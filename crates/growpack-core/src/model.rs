use serde::{Deserialize, Serialize};

/// Axis-aligned rectangle in canvas units. `x,y` is the origin; `w,h` are sizes.
#[derive(Debug, Clone, Copy, Serialize, Deserialize, PartialEq)]
pub struct Rect {
    pub x: f64,
    pub y: f64,
    pub w: f64,
    pub h: f64,
}

impl Rect {
    pub fn new(x: f64, y: f64, w: f64, h: f64) -> Self {
        Self { x, y, w, h }
    }
    /// Exclusive right edge (`x + w`).
    pub fn right(&self) -> f64 {
        self.x + self.w
    }
    /// Exclusive bottom edge (`y + h`).
    pub fn bottom(&self) -> f64 {
        self.y + self.h
    }
    pub fn area(&self) -> f64 {
        self.w * self.h
    }
    /// True if the interiors overlap. Rectangles sharing an edge do not intersect.
    pub fn intersects(&self, other: &Rect) -> bool {
        self.x < other.right()
            && other.x < self.right()
            && self.y < other.bottom()
            && other.y < self.bottom()
    }
    /// Returns true if `r` is fully inside `self` (edges may touch).
    pub fn contains(&self, r: &Rect) -> bool {
        r.x >= self.x && r.y >= self.y && r.right() <= self.right() && r.bottom() <= self.bottom()
    }
}

/// True if a `w x h` block can be packed: both sides finite and strictly positive.
pub fn is_valid_size(w: f64, h: f64) -> bool {
    w.is_finite() && h.is_finite() && w > 0.0 && h > 0.0
}

/// Origin assigned to a packed block. The extent is the block's own size.
#[derive(Debug, Clone, Copy, Serialize, Deserialize, PartialEq)]
pub struct Placement {
    pub x: f64,
    pub y: f64,
}

/// A named rectangle to pack, annotated with its placement once packed.
///
/// `fit` is `None` until the block has been placed; after a packing run a
/// `None` means the block could not be packed.
#[derive(Debug, Clone, Serialize, Deserialize, PartialEq)]
pub struct Block<K = String> {
    pub label: K,
    pub w: f64,
    pub h: f64,
    #[serde(default)]
    pub fit: Option<Placement>,
}

impl<K> Block<K> {
    pub fn new(label: K, w: f64, h: f64) -> Self {
        Self {
            label,
            w,
            h,
            fit: None,
        }
    }

    /// Both sides finite and strictly positive.
    pub fn has_valid_size(&self) -> bool {
        is_valid_size(self.w, self.h)
    }

    pub fn is_placed(&self) -> bool {
        self.fit.is_some()
    }

    /// Placed rectangle, if the block was packed.
    pub fn rect(&self) -> Option<Rect> {
        self.fit.map(|p| Rect::new(p.x, p.y, self.w, self.h))
    }
}

/// A placed block within the layout canvas.
#[derive(Debug, Clone, Serialize, Deserialize)]
pub struct Frame<K = String> {
    pub label: K,
    pub frame: Rect,
}

/// Result of a packing run: the grown canvas, placed frames (in packing order)
/// and the blocks that could not be placed.
#[derive(Debug, Clone, Serialize, Deserialize)]
pub struct Layout<K = String> {
    pub width: f64,
    pub height: f64,
    pub frames: Vec<Frame<K>>,
    pub unplaced: Vec<Block<K>>,
    /// Number of times the canvas grew during packing.
    pub growth_events: usize,
}

/// Statistics about layout packing efficiency.
#[derive(Debug, Clone, Copy, Serialize, Deserialize)]
pub struct LayoutStats {
    /// Blocks handed to the packer (placed + unplaced).
    pub num_blocks: usize,
    pub num_placed: usize,
    pub num_unplaced: usize,
    /// Final canvas area (width * height).
    pub canvas_area: f64,
    /// Sum of placed frame areas.
    pub used_area: f64,
    /// Occupancy ratio: used_area / canvas_area (0.0 to 1.0).
    /// Higher is better (less wasted space).
    pub occupancy: f64,
    pub canvas_width: f64,
    pub canvas_height: f64,
    pub growth_events: usize,
}

impl<K> Layout<K> {
    /// An empty layout with a degenerate 0x0 canvas.
    pub fn empty() -> Self {
        Self {
            width: 0.0,
            height: 0.0,
            frames: Vec::new(),
            unplaced: Vec::new(),
            growth_events: 0,
        }
    }

    pub fn canvas(&self) -> Rect {
        Rect::new(0.0, 0.0, self.width, self.height)
    }

    pub fn is_complete(&self) -> bool {
        self.unplaced.is_empty()
    }

    /// Fails with [`GrowPackError::Unplaced`](crate::GrowPackError::Unplaced) if any
    /// block was left unplaced.
    pub fn ensure_complete(&self) -> crate::error::Result<()> {
        if self.unplaced.is_empty() {
            Ok(())
        } else {
            Err(crate::error::GrowPackError::Unplaced {
                unplaced: self.unplaced.len(),
                total: self.frames.len() + self.unplaced.len(),
            })
        }
    }

    /// Computes packing statistics for this layout.
    pub fn stats(&self) -> LayoutStats {
        let used_area: f64 = self.frames.iter().map(|f| f.frame.area()).sum();
        let canvas_area = self.width * self.height;
        let occupancy = if canvas_area > 0.0 {
            used_area / canvas_area
        } else {
            0.0
        };
        LayoutStats {
            num_blocks: self.frames.len() + self.unplaced.len(),
            num_placed: self.frames.len(),
            num_unplaced: self.unplaced.len(),
            canvas_area,
            used_area,
            occupancy,
            canvas_width: self.width,
            canvas_height: self.height,
            growth_events: self.growth_events,
        }
    }
}

impl LayoutStats {
    /// Returns a human-readable summary of the statistics.
    pub fn summary(&self) -> String {
        format!(
            "Blocks: {}, Placed: {}, Unplaced: {}, Canvas: {:.3}x{:.3}, Occupancy: {:.2}%, Growth events: {}",
            self.num_blocks,
            self.num_placed,
            self.num_unplaced,
            self.canvas_width,
            self.canvas_height,
            self.occupancy * 100.0,
            self.growth_events,
        )
    }

    /// Returns canvas area not covered by any frame.
    pub fn wasted_area(&self) -> f64 {
        (self.canvas_area - self.used_area).max(0.0)
    }

    /// Returns wasted space as a percentage (0.0 to 100.0).
    pub fn waste_percentage(&self) -> f64 {
        if self.canvas_area > 0.0 {
            (self.wasted_area() / self.canvas_area) * 100.0
        } else {
            0.0
        }
    }
}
-------
Wherever the word "other" occurs in a line of the listing, copy that line.

    pub fn intersects(&self, other: &Rect) -> bool {
        self.x < other.right()
            && other.x < self.right()
            && self.y < other.bottom()
            && other.y < self.bottom()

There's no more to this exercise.